Later inquiries would show that these claims by the miners were not unfounded. Rumors and public suspicion (and later Parliamentary inquiries) of the potential role of the Serviciul Român de Informaţii (Romanian Intelligence Service), the successor to the former Securitate), in the instigation and manipulation of the June 1990 Mineriad contributed to the widespread public mistrust of the post-Ceauşescu Romanian intelligence service.

Government inquiries would show that the miners had indeed been "joined by vigilantes who were later credibly identified as former officers of the Securitate", and that for two days, the miners had been aided and abetted by former Securitate members in their violent confrontation with the protesters and other targets. In February 1994 a Bucharest court "found two security officers, Colonel Ion. Nicolae and warrant officer Corneliu Dumitrescu, guilty of ransacking the house of Ion Rațiu, a leading figure in the National Peasant Christian Democratic Party, during the miners’ incursion, and stealing $100,000."
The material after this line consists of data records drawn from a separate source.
//! # INV resolution
//!
//! Inversion signatures carry a junction orientation; only signatures with
//! the same orientation may cluster, using the same interval-overlap rule as
//! duplications.
use crate::{signature::{StrandPair, SvType}, utils};

use super::{confidence_interval, distinct_reads, thin_reads, Candidate};
use super::dup::IntervalParams;

#[derive(Debug, Clone, PartialEq)]
pub struct InvSig {
    pub strands: StrandPair,
    pub pos1: i64,
    pub pos2: i64,
    pub read: String,
}

/// Cluster a chromosome's inversion signatures, sorted by
/// `(strand pair, pos1, pos2)`.
pub fn cluster(sigs: &[InvSig], chrom: &str, params: &IntervalParams) -> Vec<Candidate> {
    let mut out = Vec::new();
    let mut members: Vec<usize> = Vec::new();
    let mut min_start = 0;
    let mut max_end = 0;
    for (i, sig) in sigs.iter().enumerate() {
        if members.is_empty() {
            members.push(i);
            min_start = sig.pos1;
            max_end = sig.pos2;
            continue;
        }
        let same_strands = sigs[members[0]].strands == sig.strands;
        let joins = same_strands
            && sig.pos1.max(min_start) <= sig.pos2.min(max_end) + params.max_cluster_bias;
        if joins {
            members.push(i);
            max_end = max_end.max(sig.pos2);
        } else {
            emit(&members, sigs, chrom, params, &mut out);
            members = vec![i];
            min_start = sig.pos1;
            max_end = sig.pos2;
        }
    }
    emit(&members, sigs, chrom, params, &mut out);
    out
}

fn emit(
    members: &[usize],
    sigs: &[InvSig],
    chrom: &str,
    params: &IntervalParams,
    out: &mut Vec<Candidate>,
) {
    if members.is_empty() {
        return;
    }
    let reads = distinct_reads(members.iter().map(|&i| sigs[i].read.as_str()));
    if reads.len() < params.min_support {
        return;
    }

    let mut starts: Vec<i64> = members.iter().map(|&i| sigs[i].pos1).collect();
    let mut ends: Vec<i64> = members.iter().map(|&i| sigs[i].pos2).collect();
    let pos = *starts.iter().min().unwrap_or(&0);
    starts.sort();
    ends.sort();
    let len = utils::median_of_sorted(&ends) - utils::median_of_sorted(&starts);
    if len < params.sv_size || (params.max_size != -1 && len > params.max_size) {
        return;
    }

    out.push(Candidate {
        chrom: chrom.to_string(),
        sv_type: SvType::Inv,
        pos,
        len,
        support: thin_reads(reads, params.remain_reads_ratio),
        cipos: confidence_interval(&starts),
        cilen: confidence_interval(&ends),
        seq: None,
        strands: Some(sigs[members[0]].strands),
        mate: None,
    });
}
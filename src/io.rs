//! # Input/output helpers
//!
//! `bed` reads the optional include-region file, `vcf` writes the final
//! variant calls.
pub mod bed;
pub mod vcf;
//! # Root for utility functions in `longsv`
//!
//! Small numeric helpers shared by the clustering and genotyping code; the
//! `cigar` sub-module holds CIGAR classification functions.
pub mod cigar;

/// Floor mean of a non-empty slice. Ties from the integer division land on
/// the earlier coordinate.
pub fn floor_mean(values: &[i64]) -> i64 {
    debug_assert!(!values.is_empty());
    values.iter().sum::<i64>() / values.len() as i64
}

/// Median of a sorted non-empty slice; for an even count the floor average
/// of the two middle elements.
pub fn median_of_sorted(sorted: &[i64]) -> i64 {
    debug_assert!(!sorted.is_empty());
    let n = sorted.len();
    if n % 2 == 1 {
        sorted[n / 2]
    } else {
        (sorted[n / 2 - 1] + sorted[n / 2]) / 2
    }
}

/// Population standard deviation.
pub fn std_dev(values: &[i64]) -> f64 {
    if values.is_empty() {
        return 0.0;
    }
    let n = values.len() as f64;
    let mean = values.iter().sum::<i64>() as f64 / n;
    let var = values
        .iter()
        .map(|v| {
            let d = *v as f64 - mean;
            d * d
        })
        .sum::<f64>()
        / n;
    var.sqrt()
}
In addition to accusations of having agents infiltrate and incite the opposition rally on 18 February 1990 and later directly participate in the June 1990 anti-opposition violence involving the Jiu Valley miners, there were also claims that during this period secret services were involved in distributing fake Legionary leaflets that claimed a fascist take-over in Romania was about to occur, and evidence that intelligence officials selectively released documents from Securitate archives in order to compromise opposition leaders.
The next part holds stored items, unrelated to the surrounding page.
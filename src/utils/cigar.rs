//! # CIGAR Utils
//!
//! Functions to check which category CIGAR operations fall into and to
//! extract clip/span geometry from the CIGAR strings carried in `SA` tags.
use anyhow::{bail, Result};
use rust_htslib::bam::record::Cigar;

/// Check if the provided cigar operation `cigar` advances the
/// position in the reference sequence.
pub fn consumes_ref(cigar: &Cigar) -> bool {
    matches!(
        cigar,
        Cigar::Match(_) | Cigar::Del(_) | Cigar::RefSkip(_) | Cigar::Equal(_) | Cigar::Diff(_)
    )
}

/// Check if the provided cigar operation `cigar` advances the
/// position in the query sequence.
pub fn consumes_query(cigar: &Cigar) -> bool {
    matches!(
        cigar,
        Cigar::Match(_) | Cigar::Ins(_) | Cigar::SoftClip(_) | Cigar::Equal(_) | Cigar::Diff(_)
    )
}

/// Query length inferred from the CIGAR, excluding hard-clipped bases.
pub fn inferred_read_length(cigar: &[Cigar]) -> i64 {
    cigar
        .iter()
        .filter(|op| consumes_query(op))
        .map(|op| i64::from(op.len()))
        .sum()
}

pub fn soft_clip(op: &Cigar) -> i64 {
    match op {
        Cigar::SoftClip(l) => i64::from(*l),
        _ => 0,
    }
}

pub fn hard_clip(op: &Cigar) -> i64 {
    match op {
        Cigar::HardClip(l) => i64::from(*l),
        _ => 0,
    }
}

/// Clip and span geometry of a supplementary alignment, read off the CIGAR
/// string inside an `SA` tag. Only soft clips at the outermost operations
/// count as clips, matching how upstream aligners encode `SA` entries.
#[derive(Debug, Clone, Copy, PartialEq, Eq)]
pub struct SaCigar {
    pub clip_left: i64,
    pub clip_right: i64,
    pub ref_len: i64,
}

/// Parse the CIGAR string of an `SA` entry. Returns an error on operation
/// characters outside `MIDNSHP=X`; callers treat that as a recoverable
/// per-alignment condition and skip the entry.
pub fn scan_sa_cigar(cigar: &str) -> Result<SaCigar> {
    let mut ops: Vec<(i64, char)> = Vec::new();
    let mut num: i64 = 0;
    let mut have_num = false;
    for c in cigar.chars() {
        if let Some(d) = c.to_digit(10) {
            num = num * 10 + i64::from(d);
            have_num = true;
        } else {
            if !have_num {
                bail!("CIGAR operation '{c}' without length in '{cigar}'");
            }
            if !"MIDNSHP=X".contains(c) {
                bail!("Unexpected CIGAR operation '{c}' in '{cigar}'");
            }
            ops.push((num, c));
            num = 0;
            have_num = false;
        }
    }
    if have_num || ops.is_empty() {
        bail!("Truncated CIGAR string '{cigar}'");
    }

    let clip_left = match ops.first() {
        Some(&(l, 'S')) => l,
        _ => 0,
    };
    let clip_right = match ops.last() {
        Some(&(l, 'S')) => l,
        _ => 0,
    };
    let ref_len = ops
        .iter()
        .filter(|(_, op)| matches!(op, 'M' | 'D' | 'N' | '=' | 'X'))
        .map(|(l, _)| *l)
        .sum();

    Ok(SaCigar {
        clip_left,
        clip_right,
        ref_len,
    })
}

#[cfg(test)]
mod tests {
    use super::*;

    #[test]
    fn sa_cigar_spans() {
        let sa = scan_sa_cigar("100S50M2D10M500S").unwrap();
        assert_eq!(sa.clip_left, 100);
        assert_eq!(sa.clip_right, 500);
        assert_eq!(sa.ref_len, 62);
    }

    #[test]
    fn sa_cigar_hard_clips_do_not_count() {
        let sa = scan_sa_cigar("30H70M").unwrap();
        assert_eq!(sa.clip_left, 0);
        assert_eq!(sa.ref_len, 70);
    }

    #[test]
    fn sa_cigar_rejects_garbage() {
        assert!(scan_sa_cigar("50Q30M").is_err());
        assert!(scan_sa_cigar("50M3").is_err());
        assert!(scan_sa_cigar("").is_err());
    }

    #[test]
    fn read_length_skips_hard_clips() {
        let cigar = vec![
            Cigar::HardClip(20),
            Cigar::SoftClip(10),
            Cigar::Match(70),
            Cigar::Ins(5),
        ];
        assert_eq!(inferred_read_length(&cigar), 85);
    }
}
#[cfg(test)]
mod tests {
    use super::*;

    fn params() -> ExtractParams {
        ExtractParams {
            sv_size: 30,
            min_mapq: 20,
            max_split_parts: 7,
            min_read_len: 100,
            min_siglength: 30,
            merge_del_threshold: 0,
            merge_ins_threshold: 100,
            max_size: 100_000,
        }
    }

    fn seg(rs: i64, re: i64, fs: i64, fe: i64, chrom: &str, forward: bool) -> SplitSegment {
        SplitSegment {
            read_start: rs,
            read_end: re,
            ref_start: fs,
            ref_end: fe,
            chrom: chrom.to_string(),
            forward,
        }
    }

    #[test]
    fn split_pair_deletion() {
        let primary = seg(0, 500, 1000, 1500, "chr1", true);
        let mut out = Vec::new();
        analyze_split_read(
            Some(primary),
            "chr1,2001,+,500S500M,60,0;",
            1000,
            &vec![b'A'; 1000],
            "r:",
            &params(),
            &mut out,
        );
        assert_eq!(
            out,
            vec![Signature::Del {
                chrom: "chr1".into(),
                pos: 1500,
                len: 500,
                read: "r:".into(),
            }]
        );
    }

    #[test]
    fn split_pair_insertion_takes_the_read_gap() {
        let primary = seg(0, 500, 1000, 1500, "chr1", true);
        let mut query = vec![b'A'; 500];
        query.extend(vec![b'G'; 200]);
        query.extend(vec![b'A'; 500]);
        let mut out = Vec::new();
        analyze_split_read(
            Some(primary),
            "chr1,1501,+,700S500M,60,0;",
            1200,
            &query,
            "r:",
            &params(),
            &mut out,
        );
        assert_eq!(
            out,
            vec![Signature::Ins {
                chrom: "chr1".into(),
                pos: 1500,
                len: 200,
                read: "r:".into(),
                seq: "G".repeat(200),
            }]
        );
    }

    #[test]
    fn split_pair_reverse_strand_reflects_to_the_same_deletion() {
        // both parts on the reverse strand; reflection through the read
        // length recovers the forward geometry of `split_pair_deletion`
        let primary = seg(0, 500, 2000, 2500, "chr1", false);
        let mut out = Vec::new();
        analyze_split_read(
            Some(primary),
            "chr1,1001,-,500M500S,60,0;",
            1000,
            &vec![b'A'; 1000],
            "r:",
            &params(),
            &mut out,
        );
        assert_eq!(
            out,
            vec![Signature::Del {
                chrom: "chr1".into(),
                pos: 1500,
                len: 500,
                read: "r:".into(),
            }]
        );
    }

    #[test]
    fn split_pair_overlap_is_a_duplication() {
        let primary = seg(0, 500, 1000, 1500, "chr1", true);
        let mut out = Vec::new();
        // supplementary rewinds 200 bp on the reference
        analyze_split_read(
            Some(primary),
            "chr1,1301,+,500S500M,60,0;",
            1000,
            &vec![b'A'; 1000],
            "r:",
            &params(),
            &mut out,
        );
        assert_eq!(
            out,
            vec![Signature::Dup {
                chrom: "chr1".into(),
                start: 1300,
                end: 1500,
                read: "r:".into(),
            }]
        );
    }

    #[test]
    fn split_pair_across_chromosomes_is_a_breakend() {
        let primary = seg(0, 500, 0, 500, "chr1", true);
        let mut out = Vec::new();
        analyze_split_read(
            Some(primary),
            "chr2,2001,+,500S500M,60,0;",
            1000,
            &vec![b'A'; 1000],
            "r:",
            &params(),
            &mut out,
        );
        assert_eq!(
            out,
            vec![Signature::Tra {
                chrom1: "chr1".into(),
                form: BndForm::A,
                pos1: 500,
                chrom2: "chr2".into(),
                pos2: 2000,
                read: "r:".into(),
            }]
        );
    }

    #[test]
    fn inverted_middle_segment_yields_paired_inversions() {
        let primary = seg(0, 100, 100, 200, "chr1", true);
        let mut out = Vec::new();
        analyze_split_read(
            Some(primary),
            "chr1,251,-,100S100M100S,60,0;chr1,401,+,200S100M,60,0;",
            300,
            &vec![b'A'; 300],
            "r:",
            &params(),
            &mut out,
        );
        assert_eq!(
            out,
            vec![
                Signature::Inv {
                    chrom: "chr1".into(),
                    strands: StrandPair::HeadToHead,
                    pos1: 200,
                    pos2: 350,
                    read: "r:".into(),
                },
                Signature::Inv {
                    chrom: "chr1".into(),
                    strands: StrandPair::TailToTail,
                    pos1: 250,
                    pos2: 400,
                    read: "r:".into(),
                },
            ]
        );
    }

    #[test]
    fn translocated_insertion_is_recovered_between_outer_segments() {
        let primary = seg(0, 400, 1000, 1400, "chr1", true);
        let mut query = vec![b'A'; 400];
        query.extend(vec![b'G'; 300]);
        query.extend(vec![b'A'; 300]);
        let mut out = Vec::new();
        analyze_split_read(
            Some(primary),
            "chr2,5001,+,400S200M400S,60,0;chr1,1451,+,700S300M,60,0;",
            1000,
            &query,
            "r:",
            &params(),
            &mut out,
        );
        let tra: Vec<_> = out
            .iter()
            .filter(|s| matches!(s, Signature::Tra { .. }))
            .collect();
        assert_eq!(tra.len(), 2);
        assert!(out.contains(&Signature::Tra {
            chrom1: "chr1".into(),
            form: BndForm::A,
            pos1: 1400,
            chrom2: "chr2".into(),
            pos2: 5000,
            read: "r:".into(),
        }));
        let ins: Vec<_> = out
            .iter()
            .filter_map(|s| match s {
                Signature::Ins { pos, len, seq, .. } => Some((*pos, *len, seq.clone())),
                _ => None,
            })
            .collect();
        assert_eq!(ins, vec![(1400, 250, String::from_utf8(query[425..675].to_vec()).unwrap())]);
    }

    #[test]
    fn too_many_parts_abort_split_analysis() {
        let primary = seg(0, 100, 100, 200, "chr1", true);
        let mut p = params();
        p.max_split_parts = 2;
        let mut out = Vec::new();
        analyze_split_read(
            Some(primary),
            "chr1,251,-,100S100M100S,60,0;chr1,401,+,200S100M,60,0;",
            300,
            &vec![b'A'; 300],
            "r:",
            &p,
            &mut out,
        );
        assert!(out.is_empty());
    }

    #[test]
    fn uniform_triple_emits_duplication_between_backtracking_segments() {
        // third segment rewinds on the reference behind the second
        let primary = seg(0, 400, 1000, 1400, "chr1", true);
        let mut out = Vec::new();
        analyze_split_read(
            Some(primary),
            "chr1,1401,+,400S400M200S,60,0;chr1,1501,+,800S200M,60,0;",
            1000,
            &vec![b'A'; 1000],
            "r:",
            &params(),
            &mut out,
        );
        assert!(out.contains(&Signature::Dup {
            chrom: "chr1".into(),
            start: 1500,
            end: 1800,
            read: "r:".into(),
        }));
    }
}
According to a research report put out by the Conflict Studies Research Centre at Britain's Royal Military Academy Sandhurst:

Despite repeated denials by its leaders, there are clear indications of the SRI's involvement. Recently, Voican Voiculescu even accused Măgureanu of having staged the violence in order to take over as prime minister. Other sources claim that the miners' arrival in Bucharest was orchestrated by Major Dumitru Iliescu (now a colonel), the chief of President Iliescu's Special Guard and Protocol Unit (renamed the Protection and Protocol Service in July 1991).